Five years ago, the International Energy Agency (IEA) described four large-scale technology revolutions that were supposed to change the energy equilibrium in the world. All of them were grounded in geopolitics: discovery and exploration of shale gas and oil in the United States; the emergence of cheap photovoltaic panels; China moving to clean energy; electricity becoming the major energy conduit, replacing oil and coal.

In the turbulent times of today, these four factors play a crucial role.

American shale oil is expensive to extract, and therefore its production was reduced by 15pc as soon as demand went down during the COVID pandemic. Nowadays, the US government is calling on shale oil producers to restart drilling. There is no cheap oil in sight, while the expensive oil will be abundant as long as it is economical to extract complicated oil. We are indeed entering a new era when oil will no longer be a rational source of electricity generation.
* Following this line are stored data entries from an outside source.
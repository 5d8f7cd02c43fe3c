// Copyright 2024-2026 trim-telemetry Contributors
// SPDX-License-Identifier: Apache-2.0

//! `summarize` subcommand: report on a finished telemetry file.

use std::path::Path;

use serde::Serialize;

use crate::aggregate::{DurationHistory, PercentileSnapshot};
use crate::record::{RunCounts, RunSummary};
use crate::sink::{self, SinkLine};

/// Slowest tests listed by default.
pub const DEFAULT_TOP: usize = 5;

#[derive(Debug, Clone, PartialEq, Eq, Serialize)]
pub struct SlowTest {
    pub id: String,
    pub duration_ms: u64,
    pub query_count: u64,
}

/// Digest of one telemetry file.
#[derive(Debug, Clone, PartialEq, Serialize)]
pub struct RunReport {
    pub run_id: Option<String>,
    pub counts: RunCounts,
    pub durations: PercentileSnapshot,
    pub total_queries: u64,
    pub duplicate_groups: u64,
    pub network_calls: u64,
    pub flagged_tests: u64,
    pub slowest: Vec<SlowTest>,
    /// The summary line, if the run wrote one.
    pub summary: Option<RunSummary>,
}

pub fn summarize(lines: &[SinkLine], top: usize) -> RunReport {
    let mut counts = RunCounts::default();
    let mut history = DurationHistory::new();
    let mut run_id = None;
    let mut summary = None;
    let mut total_queries = 0;
    let mut duplicate_groups = 0;
    let mut network_calls = 0;
    let mut flagged_tests = 0;
    let mut slowest = Vec::new();

    for line in lines {
        match line {
            SinkLine::Test(record) => {
                run_id.get_or_insert_with(|| record.run_id.clone());
                counts.record(record.status);
                history.push(record.duration_ms as f64);
                total_queries += record.database.count;
                duplicate_groups += record.database.duplicate_queries.len() as u64;
                network_calls += record.network.total_calls;
                if !record.performance.flags.is_empty() {
                    flagged_tests += 1;
                }
                slowest.push(SlowTest {
                    id: record.identity.id.clone(),
                    duration_ms: record.duration_ms,
                    query_count: record.database.count,
                });
            }
            SinkLine::Summary(s) => {
                run_id.get_or_insert_with(|| s.run_id.clone());
                summary = Some(s.clone());
            }
        }
    }

    slowest.sort_by(|a, b| b.duration_ms.cmp(&a.duration_ms).then_with(|| a.id.cmp(&b.id)));
    slowest.truncate(top);

    RunReport {
        run_id,
        counts,
        durations: history.snapshot(),
        total_queries,
        duplicate_groups,
        network_calls,
        flagged_tests,
        slowest,
        summary,
    }
}

/// Print a report for `path`. Returns 0 on success, 1 if the file cannot be read.
pub fn run_summarize(path: &Path, json: bool, top: usize) -> i32 {
    let lines = match sink::read_file(path) {
        Ok(lines) => lines,
        Err(e) => {
            eprintln!("Error: cannot read {}: {}", path.display(), e);
            return 1;
        }
    };
    let report = summarize(&lines, top);

    if json {
        match serde_json::to_string_pretty(&report) {
            Ok(text) => println!("{}", text),
            Err(e) => {
                eprintln!("Error: {}", e);
                return 1;
            }
        }
    } else {
        print_report(&report);
    }
    0
}

fn print_report(report: &RunReport) {
    println!("Run:        {}", report.run_id.as_deref().unwrap_or("<unknown>"));
    println!(
        "Tests:      {} total, {} passed, {} failed, {} skipped",
        report.counts.total, report.counts.passed, report.counts.failed, report.counts.skipped
    );
    println!(
        "Durations:  p50 {:.1} ms, p95 {:.1} ms, p99 {:.1} ms",
        report.durations.p50, report.durations.p95, report.durations.p99
    );
    println!(
        "Queries:    {} total, {} duplicate group(s)",
        report.total_queries, report.duplicate_groups
    );
    println!("Network:    {} call(s)", report.network_calls);
    println!("Flagged:    {} test(s)", report.flagged_tests);

    match &report.summary {
        Some(summary) if summary.interrupted => {
            println!("Summary:    interrupted, exit code {}", summary.exit_code)
        }
        Some(summary) => println!("Summary:    exit code {}", summary.exit_code),
        None => println!("Summary:    missing"),
    }

    if !report.slowest.is_empty() {
        println!();
        println!("Slowest tests:");
        for test in &report.slowest {
            println!(
                "  {:>8} ms  {:>4} queries  {}",
                test.duration_ms, test.query_count, test.id
            );
        }
    }
}

#[cfg(test)]
mod tests {
    use super::*;
    use crate::aggregate::{DatabaseStats, NetworkStats, PerformanceBlock};
    use crate::record::{TestIdentity, TestStatus, TestTelemetryRecord};

    fn record(id: &str, status: TestStatus, duration_ms: u64) -> SinkLine {
        SinkLine::Test(Box::new(TestTelemetryRecord {
            run_id: "r".into(),
            identity: TestIdentity::new(id),
            status,
            duration_ms,
            start_time: String::new(),
            end_time: String::new(),
            database: DatabaseStats::default(),
            network: NetworkStats::default(),
            performance: PerformanceBlock::default(),
            scope_missing: false,
        }))
    }

    #[test]
    fn test_summarize_counts_and_percentiles() {
        let lines = vec![
            record("a", TestStatus::Passed, 10),
            record("b", TestStatus::Failed, 30),
            record("c", TestStatus::Skipped, 20),
        ];
        let report = summarize(&lines, 2);

        assert_eq!(report.run_id.as_deref(), Some("r"));
        assert_eq!(report.counts.total, 3);
        assert_eq!(report.counts.failed, 1);
        assert_eq!(report.durations.p50, 20.0);
        assert_eq!(report.slowest.len(), 2);
        assert_eq!(report.slowest[0].id, "b");
        assert!(report.summary.is_none());
    }

    #[test]
    fn test_summarize_empty_file() {
        let report = summarize(&[], DEFAULT_TOP);
        assert_eq!(report.counts, RunCounts::default());
        assert_eq!(report.durations, PercentileSnapshot::default());
    }
}
//! Span utilities and extension traits.

use tracing::{info_span, Span};

/// Extension trait for adding context to spans.
pub trait SpanExt {
    /// Record the result of an operation into the span.
    fn record_result<T, E>(&self, result: &Result<T, E>)
    where
        E: std::fmt::Display;
}

impl SpanExt for Span {
    fn record_result<T, E>(&self, result: &Result<T, E>)
    where
        E: std::fmt::Display,
    {
        match result {
            Ok(_) => {
                self.record("status", "ok");
            }
            Err(e) => {
                self.record("status", "error");
                self.record("error.message", e.to_string().as_str());
            }
        }
    }
}

/// Factory for per-test spans.
pub struct TestSpan;

impl TestSpan {
    /// Span covering one test's end-of-scope aggregation.
    ///
    /// `status` carries the test outcome; `duration_ms` and `query_count` are
    /// filled in as the record is built.
    pub fn new(run_id: &str, test_id: &str) -> Span {
        info_span!(
            "test_scope",
            run_id = %run_id,
            test_id = %test_id,
            status = tracing::field::Empty,
            duration_ms = tracing::field::Empty,
            query_count = tracing::field::Empty,
        )
    }

    /// Child span for one collector; [`SpanExt::record_result`] fills it.
    pub fn collector(collector: &'static str) -> Span {
        info_span!(
            "collector",
            collector = collector,
            status = tracing::field::Empty,
            error.message = tracing::field::Empty,
        )
    }
}
//! Durable NDJSON output.
//!
//! Every record becomes one JSON line appended to `<dir>/<run_id>.ndjson` and
//! flushed before `write` returns. Lines are never rewritten, and a write that
//! fails partway is cut back to the previous line end, so a reader can trust
//! whatever is already on disk.
//!
//! If the file cannot be created or written, the same JSON is written to the
//! fallback stream (stdout by default) behind a `TEST_RESULT:` or
//! `TEST_SUMMARY:` marker. Once the primary fails the sink stays on the
//! fallback for the rest of the run. If the fallback fails too, the line is
//! dropped. Nothing here returns an error to the caller.

use std::fs::{self, File, OpenOptions};
use std::io::{self, BufRead, BufReader, Write};
use std::path::{Path, PathBuf};

use parking_lot::Mutex;
use serde::Serialize;
use serde_json::Value;

use crate::record::{RunSummary, TestTelemetryRecord, SUMMARY_TYPE};
use crate::telemetry::metrics;

pub const RESULT_MARKER: &str = "TEST_RESULT:";
pub const SUMMARY_MARKER: &str = "TEST_SUMMARY:";

/// Where a line ended up.
#[derive(Debug, Clone, Copy, PartialEq, Eq)]
pub enum SinkOutcome {
    File,
    Fallback,
    Dropped,
}

enum Primary {
    Unopened,
    Open(File),
    Failed,
}

pub struct NdjsonSink {
    path: PathBuf,
    primary: Mutex<Primary>,
    fallback: Mutex<Box<dyn Write + Send>>,
}

impl NdjsonSink {
    /// Sink writing to `<dir>/<run_id>.ndjson`, falling back to stdout.
    pub fn new(dir: impl AsRef<Path>, run_id: &str) -> Self {
        Self::with_fallback(dir, run_id, Box::new(io::stdout()))
    }

    pub fn with_fallback(dir: impl AsRef<Path>, run_id: &str, fallback: Box<dyn Write + Send>) -> Self {
        Self {
            path: dir.as_ref().join(format!("{}.ndjson", run_id)),
            primary: Mutex::new(Primary::Unopened),
            fallback: Mutex::new(fallback),
        }
    }

    pub fn path(&self) -> &Path {
        &self.path
    }

    /// True once the primary file has failed and output goes to the fallback.
    pub fn is_degraded(&self) -> bool {
        matches!(*self.primary.lock(), Primary::Failed)
    }

    pub fn write(&self, record: &TestTelemetryRecord) -> SinkOutcome {
        self.emit(record, RESULT_MARKER)
    }

    pub fn write_summary(&self, summary: &RunSummary) -> SinkOutcome {
        self.emit(summary, SUMMARY_MARKER)
    }

    fn emit<T: Serialize>(&self, value: &T, marker: &str) -> SinkOutcome {
        let line = match serde_json::to_string(value) {
            Ok(line) => line,
            Err(e) => {
                tracing::debug!(error = %e, "Dropping unserializable telemetry line");
                return SinkOutcome::Dropped;
            }
        };

        if self.write_primary(&line) {
            return SinkOutcome::File;
        }
        metrics::record_sink_fallback();
        self.write_fallback(marker, &line)
    }

    fn write_primary(&self, line: &str) -> bool {
        let mut primary = self.primary.lock();
        if matches!(*primary, Primary::Unopened) {
            *primary = match open_append(&self.path) {
                Ok(file) => Primary::Open(file),
                Err(e) => {
                    tracing::warn!(path = %self.path.display(), error = %e, "Telemetry file unavailable, using fallback stream");
                    Primary::Failed
                }
            };
        }

        let Primary::Open(file) = &mut *primary else {
            return false;
        };
        match append_line(file, line) {
            Ok(()) => true,
            Err(e) => {
                tracing::warn!(path = %self.path.display(), error = %e, "Telemetry write failed, using fallback stream");
                *primary = Primary::Failed;
                false
            }
        }
    }

    fn write_fallback(&self, marker: &str, line: &str) -> SinkOutcome {
        let mut out = self.fallback.lock();
        let written = writeln!(out, "{}{}", marker, line).and_then(|()| out.flush());
        match written {
            Ok(()) => SinkOutcome::Fallback,
            Err(e) => {
                tracing::debug!(error = %e, "Fallback stream failed, dropping telemetry line");
                SinkOutcome::Dropped
            }
        }
    }
}

impl std::fmt::Debug for NdjsonSink {
    fn fmt(&self, f: &mut std::fmt::Formatter<'_>) -> std::fmt::Result {
        f.debug_struct("NdjsonSink")
            .field("path", &self.path)
            .field("degraded", &self.is_degraded())
            .finish()
    }
}

/// A writer whose tail can be cut back after a failed write.
trait LineTarget: Write {
    fn end(&self) -> io::Result<u64>;
    fn truncate_to(&mut self, len: u64) -> io::Result<()>;
}

impl LineTarget for File {
    fn end(&self) -> io::Result<u64> {
        self.metadata().map(|m| m.len())
    }

    fn truncate_to(&mut self, len: u64) -> io::Result<()> {
        self.set_len(len)
    }
}

/// Append `line` plus a newline. On failure no partial line is left behind.
fn append_line<T: LineTarget>(target: &mut T, line: &str) -> io::Result<()> {
    let start = target.end()?;
    let mut buf = String::with_capacity(line.len() + 1);
    buf.push_str(line);
    buf.push('\n');

    let written = target.write_all(buf.as_bytes()).and_then(|()| target.flush());
    if let Err(e) = written {
        if let Err(cut) = target.truncate_to(start) {
            tracing::debug!(error = %cut, "Could not remove partial telemetry line");
        }
        return Err(e);
    }
    Ok(())
}

fn open_append(path: &Path) -> io::Result<File> {
    if let Some(parent) = path.parent() {
        if !parent.as_os_str().is_empty() {
            fs::create_dir_all(parent)?;
        }
    }
    OpenOptions::new().create(true).append(true).open(path)
}

/// One decoded output line.
#[derive(Debug, Clone, PartialEq)]
pub enum SinkLine {
    Test(Box<TestTelemetryRecord>),
    Summary(RunSummary),
}

/// Decode a line from a telemetry file or a fallback stream. Marker prefixes
/// are accepted; anything unparseable yields `None`.
pub fn parse_line(line: &str) -> Option<SinkLine> {
    let line = line.trim();
    let json = line
        .strip_prefix(RESULT_MARKER)
        .or_else(|| line.strip_prefix(SUMMARY_MARKER))
        .unwrap_or(line);
    let value: Value = serde_json::from_str(json).ok()?;

    if value.get("type").and_then(Value::as_str) == Some(SUMMARY_TYPE) {
        serde_json::from_value(value).ok().map(SinkLine::Summary)
    } else {
        serde_json::from_value(value)
            .ok()
            .map(|record| SinkLine::Test(Box::new(record)))
    }
}

/// Read every decodable line from a telemetry file.
pub fn read_file(path: &Path) -> io::Result<Vec<SinkLine>> {
    let reader = BufReader::new(File::open(path)?);
    let mut lines = Vec::new();
    for line in reader.lines() {
        if let Some(parsed) = parse_line(&line?) {
            lines.push(parsed);
        }
    }
    Ok(lines)
}

#[cfg(test)]
mod tests {
    use super::*;
    use crate::record::RunCounts;

    /// In-memory target that accepts `room` more bytes, then reports a full disk.
    struct FullDisk {
        data: Vec<u8>,
        room: usize,
    }

    impl Write for FullDisk {
        fn write(&mut self, buf: &[u8]) -> io::Result<usize> {
            if self.room == 0 {
                return Err(io::Error::new(io::ErrorKind::Other, "no space left on device"));
            }
            let n = buf.len().min(self.room);
            self.data.extend_from_slice(&buf[..n]);
            self.room -= n;
            Ok(n)
        }

        fn flush(&mut self) -> io::Result<()> {
            Ok(())
        }
    }

    impl LineTarget for FullDisk {
        fn end(&self) -> io::Result<u64> {
            Ok(self.data.len() as u64)
        }

        fn truncate_to(&mut self, len: u64) -> io::Result<()> {
            self.data.truncate(len as usize);
            Ok(())
        }
    }

    #[test]
    fn test_failed_append_leaves_no_partial_line() {
        let mut target = FullDisk {
            data: b"{\"id\":\"a\"}\n".to_vec(),
            room: 5,
        };

        assert!(append_line(&mut target, "{\"id\":\"b\"}").is_err());
        assert_eq!(target.data, b"{\"id\":\"a\"}\n".to_vec());

        target.room = 64;
        append_line(&mut target, "{\"id\":\"c\"}").unwrap();
        assert_eq!(target.data, b"{\"id\":\"a\"}\n{\"id\":\"c\"}\n".to_vec());
    }

    #[test]
    fn test_summary_goes_to_run_file() {
        let dir = tempfile::tempdir().unwrap();
        let sink = NdjsonSink::new(dir.path().join("telemetry"), "run_a");

        let outcome = sink.write_summary(&RunSummary::new("run_a", RunCounts::default(), false));
        assert_eq!(outcome, SinkOutcome::File);
        assert!(sink.path().ends_with("telemetry/run_a.ndjson"));

        let lines = read_file(sink.path()).unwrap();
        assert_eq!(lines.len(), 1);
        assert!(matches!(lines[0], SinkLine::Summary(_)));
    }

    #[test]
    fn test_parse_line_accepts_markers() {
        let summary = RunSummary::new("r", RunCounts::default(), true);
        let json = serde_json::to_string(&summary).unwrap();

        let parsed = parse_line(&format!("{}{}", SUMMARY_MARKER, json)).unwrap();
        assert_eq!(parsed, SinkLine::Summary(summary));
        assert!(parse_line("not json").is_none());
    }
}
Cheap photovoltaic panels are mostly produced in a peaceful China from Chinese raw materials. The Russian war will not impact this market negatively. In contrast, the second-degree impact of the war (namely Europe’s drive toward renewables and demand to replace diesel) will increase the market and hopefully drive prices further down. China’s movement toward clean energy will persist.

The long-term trend to electricity as a dominant source of energy is supported by the Ethiopian energy situation and market conditions that have emerged now (expensive oil). We need to realise that any world crisis leads to the closing (encapsulation) of national economics. The only future-proof way for Ethiopia is to become energy independent while being energy abundant, and solar energy is the most cost-effective path to this goal.